PROBLEM TO SOLVE:
Where the string "after" occurs in a line of the entries below, copy that line.

DATA SHOWN Start Marker

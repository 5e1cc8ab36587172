//! # HTTP API Tests
//!
//! Exercises the balancer's HTTP surface through `axum-test`, with
//! in-process substations behind it.

use axum::http::StatusCode;
use axum_test::TestServer;
use serde_json::{json, Value};
use std::sync::Arc;

use substation_balancer::capacity::CapacityTracker;
use substation_balancer::core::config::{HealthConfig, RoutingConfig, SessionConfig};
use substation_balancer::core::types::HealthState;
use substation_balancer::discovery::SubstationRegistry;
use substation_balancer::gateway::{AssignResponse, BalancerRouter, ServerState};
use substation_balancer::load_balancing::ChargeBalancer;

fn balancer(substations: &[(&str, u64)]) -> Arc<ChargeBalancer> {
    let capacity = Arc::new(CapacityTracker::new());
    let registry = Arc::new(SubstationRegistry::new(capacity.clone(), HealthConfig::default()));
    let balancer = ChargeBalancer::new(
        registry,
        capacity,
        RoutingConfig::default(),
        SessionConfig::default(),
    );
    for (id, max) in substations {
        balancer.register_local(id, *max).unwrap();
    }
    Arc::new(balancer)
}

fn server_for(balancer: Arc<ChargeBalancer>) -> TestServer {
    let app = BalancerRouter::create_router(ServerState::new(balancer), "/metrics");
    TestServer::new(app).unwrap()
}

fn default_server() -> (TestServer, Arc<ChargeBalancer>) {
    let balancer = balancer(&[("substation1", 150), ("substation2", 120), ("substation3", 100)]);
    (server_for(balancer.clone()), balancer)
}

#[tokio::test]
async fn test_health_endpoint() {
    let (server, _) = default_server();

    let response = server.get("/health").await;
    assert_eq!(response.status_code(), StatusCode::OK);
    assert_eq!(response.json::<Value>()["status"], "healthy");
}

#[tokio::test]
async fn test_assign_substation() {
    let (server, balancer) = default_server();

    let response = server
        .post("/api/assign-substation")
        .json(&json!({
            "request_id": "req-1",
            "vehicle_id": "ev-42",
            "requested_power": 50,
            "duration": 1800
        }))
        .await;

    assert_eq!(response.status_code(), StatusCode::OK);
    let body: AssignResponse = response.json();
    assert_eq!(body.status, "assigned");
    assert_eq!(body.request_id, "req-1");
    assert_eq!(body.substation_id, "substation1");
    assert_eq!(body.substation_load_before, 0);
    assert_eq!(body.substation_capacity, 150);
    assert_eq!(body.attempts, 1);
    assert!(body.estimated_completion.is_some());
    assert_eq!(balancer.capacity().current_load("substation1").unwrap().reserved, 50);
}

#[tokio::test]
async fn test_assign_generates_request_id() {
    let (server, _) = default_server();

    let response = server
        .post("/api/assign-substation")
        .json(&json!({ "vehicle_id": "ev-1", "requested_power": 5 }))
        .await;

    assert_eq!(response.status_code(), StatusCode::OK);
    let body: AssignResponse = response.json();
    assert!(!body.request_id.is_empty());
    assert!(body.estimated_completion.is_none());
}

#[tokio::test]
async fn test_assign_rejects_malformed_body() {
    let (server, _) = default_server();

    let response = server
        .post("/api/assign-substation")
        .json(&json!({ "vehicle_id": "ev-1" }))
        .await;

    assert_eq!(response.status_code(), StatusCode::BAD_REQUEST);
    assert_eq!(response.json::<Value>()["error"]["type"], "invalid_request");
}

#[tokio::test]
async fn test_assign_rejects_zero_power() {
    let (server, _) = default_server();

    let response = server
        .post("/api/assign-substation")
        .json(&json!({ "vehicle_id": "ev-1", "requested_power": 0 }))
        .await;

    assert_eq!(response.status_code(), StatusCode::BAD_REQUEST);
    let body: Value = response.json();
    assert_eq!(body["error"]["type"], "invalid_amount");
    assert_eq!(body["error"]["retryable"], false);
}

#[tokio::test]
async fn test_saturated_fleet_returns_service_unavailable() {
    let balancer = balancer(&[("small", 10)]);
    let server = server_for(balancer.clone());
    balancer.capacity().try_reserve("small", 8).unwrap();

    let response = server
        .post("/api/assign-substation")
        .json(&json!({ "vehicle_id": "ev-1", "requested_power": 5 }))
        .await;

    assert_eq!(response.status_code(), StatusCode::SERVICE_UNAVAILABLE);
    let body: Value = response.json();
    assert_eq!(body["error"]["type"], "all_backends_saturated");
    assert_eq!(body["error"]["retryable"], true);
}

#[tokio::test]
async fn test_no_healthy_substation_returns_service_unavailable() {
    let (server, balancer) = default_server();
    for id in ["substation1", "substation2", "substation3"] {
        balancer.registry().mark_health(id, HealthState::Unreachable).unwrap();
    }

    let response = server
        .post("/api/assign-substation")
        .json(&json!({ "vehicle_id": "ev-1", "requested_power": 5 }))
        .await;

    assert_eq!(response.status_code(), StatusCode::SERVICE_UNAVAILABLE);
    assert_eq!(response.json::<Value>()["error"]["type"], "no_backend_available");
}

#[tokio::test]
async fn test_request_status_and_cancel() {
    let (server, balancer) = default_server();
    server
        .post("/api/assign-substation")
        .json(&json!({
            "request_id": "req-9",
            "vehicle_id": "ev-9",
            "requested_power": 30,
            "duration": 3600
        }))
        .await;

    let status = server.get("/api/status/req-9").await;
    assert_eq!(status.status_code(), StatusCode::OK);
    let body: Value = status.json();
    assert_eq!(body["status"], "active");
    assert_eq!(body["details"]["substation_id"], "substation1");

    let cancelled = server.delete("/api/requests/req-9").await;
    assert_eq!(cancelled.status_code(), StatusCode::OK);
    assert_eq!(cancelled.json::<Value>()["status"], "cancelled");
    assert_eq!(balancer.capacity().current_load("substation1").unwrap().reserved, 0);

    let after = server.get("/api/status/req-9").await;
    assert_eq!(after.json::<Value>()["status"], "cancelled");

    let missing = server.get("/api/status/nope").await;
    assert_eq!(missing.status_code(), StatusCode::NOT_FOUND);
    assert_eq!(missing.json::<Value>()["error"]["type"], "request_not_found");
}

#[tokio::test]
async fn test_duplicate_active_request_conflicts() {
    let (server, _) = default_server();
    let body = json!({ "request_id": "dup", "vehicle_id": "ev", "requested_power": 1 });

    assert_eq!(
        server.post("/api/assign-substation").json(&body).await.status_code(),
        StatusCode::OK
    );
    let second = server.post("/api/assign-substation").json(&body).await;
    assert_eq!(second.status_code(), StatusCode::CONFLICT);
    assert_eq!(second.json::<Value>()["error"]["type"], "duplicate_request");
}

#[tokio::test]
async fn test_list_requests() {
    let (server, _) = default_server();
    for i in 0..3 {
        server
            .post("/api/assign-substation")
            .json(&json!({ "request_id": format!("r{}", i), "vehicle_id": "ev", "requested_power": 2 }))
            .await;
    }
    server.delete("/api/requests/r0").await;

    let response = server.get("/api/requests").await;
    assert_eq!(response.status_code(), StatusCode::OK);
    let body: Value = response.json();
    assert_eq!(body["total_active"], 2);
    assert_eq!(body["recent_completed"].as_array().unwrap().len(), 1);
}

#[tokio::test]
async fn test_substations_and_sessions() {
    let (server, _) = default_server();
    server
        .post("/api/assign-substation")
        .json(&json!({ "request_id": "r1", "vehicle_id": "ev", "requested_power": 15 }))
        .await;

    let listing: Value = server.get("/api/substations").await.json();
    let substations = listing.as_array().unwrap();
    assert_eq!(substations.len(), 3);
    assert_eq!(substations[0]["id"], "substation1");
    assert_eq!(substations[0]["reserved"], 15);
    assert_eq!(substations[0]["health"], "healthy");

    let sessions = server.get("/api/substations/substation1/sessions").await;
    assert_eq!(sessions.status_code(), StatusCode::OK);
    let body: Value = sessions.json();
    assert_eq!(body["active_sessions"].as_array().unwrap().len(), 1);
    assert_eq!(body["active_sessions"][0]["request_id"], "r1");

    let unknown = server.get("/api/substations/ghost/sessions").await;
    assert_eq!(unknown.status_code(), StatusCode::NOT_FOUND);
}

#[tokio::test]
async fn test_drain_endpoint() {
    let (server, balancer) = default_server();
    for i in 0..2 {
        server
            .post("/api/assign-substation")
            .json(&json!({ "request_id": format!("r{}", i), "vehicle_id": "ev", "requested_power": 10 }))
            .await;
    }
    let held = balancer.capacity().current_load("substation1").unwrap().reserved;
    assert!(held > 0);

    let response = server.post("/api/substations/substation1/drain").await;
    assert_eq!(response.status_code(), StatusCode::OK);
    let report: Value = response.json();
    assert_eq!(report["capacity_released"], held);
    assert_eq!(balancer.capacity().current_load("substation1").unwrap().reserved, 0);
    assert_eq!(balancer.registry().health("substation1").unwrap(), HealthState::Healthy);

    let unknown = server.post("/api/substations/ghost/drain").await;
    assert_eq!(unknown.status_code(), StatusCode::NOT_FOUND);
}

#[tokio::test]
async fn test_system_status_and_metrics_snapshot() {
    let (server, _) = default_server();
    server
        .post("/api/assign-substation")
        .json(&json!({ "vehicle_id": "ev", "requested_power": 4 }))
        .await;
    server
        .post("/api/assign-substation")
        .json(&json!({ "vehicle_id": "ev", "requested_power": 1000 }))
        .await;

    let status: Value = server.get("/api/system-status").await.json();
    assert_eq!(status["total_substations"], 3);
    assert_eq!(status["healthy_substations"], 3);
    assert_eq!(status["active_requests"], 1);
    assert_eq!(status["requests"]["admitted"], 1);
    assert_eq!(status["requests"]["rejected"], 1);
    assert_eq!(status["strategy"], "least_loaded");

    let metrics: Value = server.get("/api/metrics").await.json();
    assert_eq!(metrics["substations"].as_array().unwrap().len(), 3);
    assert_eq!(metrics["requests"]["admitted"], 1);
}

#[tokio::test]
async fn test_prometheus_endpoint_without_exporter() {
    let (server, _) = default_server();

    let response = server.get("/metrics").await;
    assert_eq!(response.status_code(), StatusCode::NOT_FOUND);
}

DATA SHOWN End Marker

SOLUTION TO THIS TASK:
    let after = server.get("/api/status/req-9").await;
    assert_eq!(after.json::<Value>()["status"], "cancelled");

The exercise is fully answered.